# Looking for some intuition behind why the area enclosed by a simple closed curve $C$ can be obtained by computing $\frac{1}{2i}\int_C {\bar{z}} \ dz$.

By some manipulation and an application of Green's Theorem, I am able to show that $$Area = \frac{1}{2i}\int_C {\bar{z}} \ dz$$

To me, this seems to be an unexpected result. Is there some intuition I can use to understand why this must be true? The proof is solid, but I'd like to try to understand on a deeper level.
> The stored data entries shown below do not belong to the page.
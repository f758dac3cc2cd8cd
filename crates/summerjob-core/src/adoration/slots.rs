//! Slot generation, sign-ups and slot maintenance.

use anyhow::Context;
use chrono::{Duration, NaiveDate, NaiveDateTime, NaiveTime};
use serde::{Deserialize, Serialize};
use sqlx::PgPool;
use tracing::{info, warn};
use uuid::Uuid;

use summerjob_db::models::{AdorationSlot, SlotWithWorkers};
use summerjob_db::queries::{adoration, events, workers};

use crate::error::{EngineError, EngineResult, Entity};

const MINUTES_PER_DAY: i32 = 24 * 60;

/// Request to generate slots over a date range.
#[derive(Debug, Clone, Serialize, Deserialize)]
pub struct BulkSlotRequest {
    pub date_from: NaiveDate,
    pub date_to: NaiveDate,
    /// Start of the first slot of each day.
    pub from_time: NaiveTime,
    /// No slot of a day ends after this time.
    pub to_time: NaiveTime,
    pub length_minutes: i32,
    pub location: String,
    pub capacity: i32,
}

/// Start timestamps of every slot `request` describes.
///
/// Each day gets `(to_time - from_time) / length_minutes` consecutive slots;
/// a trailing remainder shorter than one slot is dropped.
pub fn slot_starts(request: &BulkSlotRequest) -> EngineResult<Vec<NaiveDateTime>> {
    if request.from_time >= request.to_time {
        return Err(EngineError::InvalidRange(format!(
            "start time {} is not before end time {}",
            request.from_time, request.to_time
        )));
    }
    if request.date_from > request.date_to {
        return Err(EngineError::InvalidRange(format!(
            "first day {} is after last day {}",
            request.date_from, request.date_to
        )));
    }
    if request.length_minutes <= 0 {
        return Err(EngineError::InvalidInput(format!(
            "slot length must be positive, got {}",
            request.length_minutes
        )));
    }
    if request.capacity < 0 {
        return Err(EngineError::InvalidInput(format!(
            "capacity must not be negative, got {}",
            request.capacity
        )));
    }

    let length = i64::from(request.length_minutes);
    let per_day = (request.to_time - request.from_time).num_minutes() / length;

    let starts = request
        .date_from
        .iter_days()
        .take_while(|day| *day <= request.date_to)
        .flat_map(|day| {
            let first = day.and_time(request.from_time);
            (0..per_day).map(move |i| first + Duration::minutes(i * length))
        })
        .collect();

    Ok(starts)
}

/// Generate and store the slots described by `request`. Returns how many
/// were created.
pub async fn create_slots_bulk(
    pool: &PgPool,
    event_id: Uuid,
    request: &BulkSlotRequest,
) -> EngineResult<u64> {
    let starts = slot_starts(request)?;
    events::get_event(pool, event_id)
        .await?
        .ok_or_else(|| EngineError::not_found(Entity::Event, event_id))?;

    let mut tx = pool.begin().await.context("failed to begin transaction")?;
    let created = adoration::insert_slots(
        &mut *tx,
        event_id,
        &starts,
        request.length_minutes,
        &request.location,
        request.capacity,
    )
    .await?;
    tx.commit().await.context("failed to commit transaction")?;

    info!(
        %event_id,
        created,
        from = %request.date_from,
        to = %request.date_to,
        "adoration slots created"
    );
    Ok(created)
}

// -----------------------------------------------------------------------
// Sign-ups
// -----------------------------------------------------------------------

/// Sign a worker up for a slot.
///
/// Idempotent. Fails with [`EngineError::CapacityExceeded`] when the slot is
/// full; the slot row stays locked from the count to the insert.
pub async fn signup(pool: &PgPool, slot_id: Uuid, worker_id: Uuid) -> EngineResult<()> {
    let mut tx = pool.begin().await.context("failed to begin transaction")?;

    let slot = adoration::lock_slot(&mut *tx, slot_id)
        .await?
        .ok_or_else(|| EngineError::not_found(Entity::AdorationSlot, slot_id))?;
    if !workers::find_missing(&mut *tx, &[worker_id]).await?.is_empty() {
        return Err(EngineError::not_found(Entity::Worker, worker_id));
    }

    if adoration::is_signed_up(&mut *tx, slot_id, worker_id).await? {
        return Ok(());
    }

    let taken = adoration::count_workers(&mut *tx, slot_id).await?;
    if taken >= i64::from(slot.capacity) {
        warn!(%slot_id, %worker_id, capacity = slot.capacity, "adoration slot is full");
        return Err(EngineError::CapacityExceeded {
            slot_id,
            capacity: slot.capacity,
        });
    }

    adoration::add_worker(&mut *tx, slot_id, worker_id).await?;
    tx.commit().await.context("failed to commit transaction")?;

    info!(%slot_id, %worker_id, "signed up for adoration");
    Ok(())
}

/// Remove a worker's sign-up. Cancelling an absent sign-up does nothing.
pub async fn cancel_signup(pool: &PgPool, slot_id: Uuid, worker_id: Uuid) -> EngineResult<()> {
    let mut conn = pool.acquire().await.context("failed to acquire connection")?;

    let removed = adoration::remove_worker(&mut *conn, slot_id, worker_id).await?;
    if removed == 0 && adoration::get_slot(&mut *conn, slot_id).await?.is_none() {
        return Err(EngineError::not_found(Entity::AdorationSlot, slot_id));
    }

    if removed > 0 {
        info!(%slot_id, %worker_id, "adoration sign-up cancelled");
    }
    Ok(())
}

// -----------------------------------------------------------------------
// Maintenance
// -----------------------------------------------------------------------

/// Per-item result of a bulk slot operation.
#[derive(Debug, Clone, Default, PartialEq, Eq, Serialize)]
pub struct BulkOutcome {
    pub succeeded: Vec<Uuid>,
    pub failed: Vec<BulkFailure>,
}

#[derive(Debug, Clone, PartialEq, Eq, Serialize)]
pub struct BulkFailure {
    pub id: Uuid,
    pub reason: String,
}

impl BulkOutcome {
    fn record(&mut self, id: Uuid, result: EngineResult<()>) {
        match result {
            Ok(()) => self.succeeded.push(id),
            Err(err) => self.failed.push(BulkFailure {
                id,
                reason: err.to_string(),
            }),
        }
    }
}

/// Delete a slot together with its sign-ups.
pub async fn delete_slot(pool: &PgPool, slot_id: Uuid) -> EngineResult<()> {
    let mut conn = pool.acquire().await.context("failed to acquire connection")?;
    if adoration::delete_slot(&mut *conn, slot_id).await? == 0 {
        return Err(EngineError::not_found(Entity::AdorationSlot, slot_id));
    }
    info!(%slot_id, "adoration slot deleted");
    Ok(())
}

/// Delete each slot independently. A failure on one slot does not undo the
/// others.
pub async fn bulk_delete(pool: &PgPool, slot_ids: &[Uuid]) -> BulkOutcome {
    let mut outcome = BulkOutcome::default();
    for &slot_id in slot_ids {
        outcome.record(slot_id, delete_slot(pool, slot_id).await);
    }
    if !outcome.failed.is_empty() {
        warn!(failed = outcome.failed.len(), "bulk slot delete partially failed");
    }
    outcome
}

/// Move each slot to `location` independently.
pub async fn bulk_update_location(
    pool: &PgPool,
    slot_ids: &[Uuid],
    location: &str,
) -> EngineResult<BulkOutcome> {
    if location.trim().is_empty() {
        return Err(EngineError::InvalidInput("location must not be empty".to_string()));
    }

    let mut outcome = BulkOutcome::default();
    for &slot_id in slot_ids {
        let result = update_location(pool, slot_id, location).await;
        outcome.record(slot_id, result);
    }
    info!(
        updated = outcome.succeeded.len(),
        failed = outcome.failed.len(),
        %location,
        "adoration slots relocated"
    );
    Ok(outcome)
}

async fn update_location(pool: &PgPool, slot_id: Uuid, location: &str) -> EngineResult<()> {
    let mut conn = pool.acquire().await.context("failed to acquire connection")?;
    if adoration::update_location(&mut *conn, slot_id, location).await? == 0 {
        return Err(EngineError::not_found(Entity::AdorationSlot, slot_id));
    }
    Ok(())
}

/// New values for [`edit_slot`].
#[derive(Debug, Clone, Serialize, Deserialize)]
pub struct SlotEdit {
    pub capacity: i32,
    /// Minutes after midnight of the slot's own day.
    pub start_minute_of_day: i32,
    pub length_minutes: i32,
    pub location: String,
}

impl SlotEdit {
    fn validate(&self) -> EngineResult<()> {
        if !(0..MINUTES_PER_DAY).contains(&self.start_minute_of_day) {
            return Err(EngineError::InvalidRange(format!(
                "start minute {} is outside the day",
                self.start_minute_of_day
            )));
        }
        if self.length_minutes <= 0 {
            return Err(EngineError::InvalidInput(format!(
                "slot length must be positive, got {}",
                self.length_minutes
            )));
        }
        if self.capacity < 0 {
            return Err(EngineError::InvalidInput(format!(
                "capacity must not be negative, got {}",
                self.capacity
            )));
        }
        if self.location.trim().is_empty() {
            return Err(EngineError::InvalidInput("location must not be empty".to_string()));
        }
        Ok(())
    }

    /// Start timestamp on the calendar day of `current`.
    fn start_on_day_of(&self, current: NaiveDateTime) -> NaiveDateTime {
        current.date().and_time(NaiveTime::MIN)
            + Duration::minutes(i64::from(self.start_minute_of_day))
    }
}

/// Overwrite a slot's capacity, start time, length and location.
///
/// The slot stays on its calendar day. Lowering capacity below the current
/// number of sign-ups fails with [`EngineError::CapacityExceeded`].
pub async fn edit_slot(pool: &PgPool, slot_id: Uuid, edit: &SlotEdit) -> EngineResult<AdorationSlot> {
    edit.validate()?;

    let mut tx = pool.begin().await.context("failed to begin transaction")?;

    let slot = adoration::lock_slot(&mut *tx, slot_id)
        .await?
        .ok_or_else(|| EngineError::not_found(Entity::AdorationSlot, slot_id))?;

    let taken = adoration::count_workers(&mut *tx, slot_id).await?;
    if i64::from(edit.capacity) < taken {
        warn!(%slot_id, capacity = edit.capacity, taken, "capacity below current sign-ups");
        return Err(EngineError::CapacityExceeded {
            slot_id,
            capacity: edit.capacity,
        });
    }

    let updated = adoration::update_slot(
        &mut *tx,
        slot_id,
        edit.start_on_day_of(slot.date_start),
        edit.length_minutes,
        &edit.location,
        edit.capacity,
    )
    .await?
    .ok_or_else(|| EngineError::not_found(Entity::AdorationSlot, slot_id))?;

    tx.commit().await.context("failed to commit transaction")?;

    info!(%slot_id, start = %updated.date_start, "adoration slot edited");
    Ok(updated)
}

// -----------------------------------------------------------------------
// Day views
// -----------------------------------------------------------------------

/// Every slot of the day with the contacts of everyone signed up.
pub async fn slots_for_day_admin(
    pool: &PgPool,
    event_id: Uuid,
    day: NaiveDate,
) -> EngineResult<Vec<SlotWithWorkers>> {
    let mut conn = pool.acquire().await.context("failed to acquire connection")?;
    Ok(adoration::list_slots_for_day(&mut *conn, event_id, day).await?)
}

/// A slot as offered to one worker: occupancy but no names.
#[derive(Debug, Clone, PartialEq, Eq, Serialize)]
pub struct UserSlotView {
    pub id: Uuid,
    pub date_start: NaiveDateTime,
    pub length_minutes: i32,
    pub location: String,
    pub capacity: i32,
    pub worker_count: usize,
    pub is_signed_up: bool,
}

/// Slots of the day the worker is in or could still join.
pub async fn slots_for_day_user(
    pool: &PgPool,
    event_id: Uuid,
    day: NaiveDate,
    worker_id: Uuid,
) -> EngineResult<Vec<UserSlotView>> {
    let slots = slots_for_day_admin(pool, event_id, day).await?;
    Ok(user_view(slots, worker_id))
}

pub(crate) fn user_view(slots: Vec<SlotWithWorkers>, worker_id: Uuid) -> Vec<UserSlotView> {
    slots
        .into_iter()
        .filter_map(|s| {
            let is_signed_up = s.has_worker(worker_id);
            let worker_count = s.workers.len();
            let has_room = worker_count < usize::try_from(s.slot.capacity).unwrap_or(0);
            (is_signed_up || has_room).then(|| UserSlotView {
                id: s.slot.id,
                date_start: s.slot.date_start,
                length_minutes: s.slot.length_minutes,
                location: s.slot.location,
                capacity: s.slot.capacity,
                worker_count,
                is_signed_up,
            })
        })
        .collect()
}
This is my first time studying complex analysis.

• Not an answer, but $\int_C f\,dz$ could physically be interpreted as the circulation of the vector field $\bar f$ over $C$ plus $i$ times the flux of $\bar f$ across $C$. With $f(z)=\bar z$ we can interpret the field to be $F(x,y)=(x,y)$. Note that $\nabla\times F=0$ and $\text{div}\, F=2$. Thus, by the general formulas for circulation and flux (typically Stokes theorem), you get the area back. I accept that this does not give a deeper mathematical understanding, but it might give you some concrete idea of what is going on(?). Commented Mar 12, 2017 at 19:00

While we wait for a better answer, I will answer with a question: do you understand, on a "deeper level", the fact that the area between the $x$-axis and the graph of the positive function $f$ and above the interval $[a,b]$ is given by $g(b)-g(a)$, where $g$ is an antiderivative of $f$?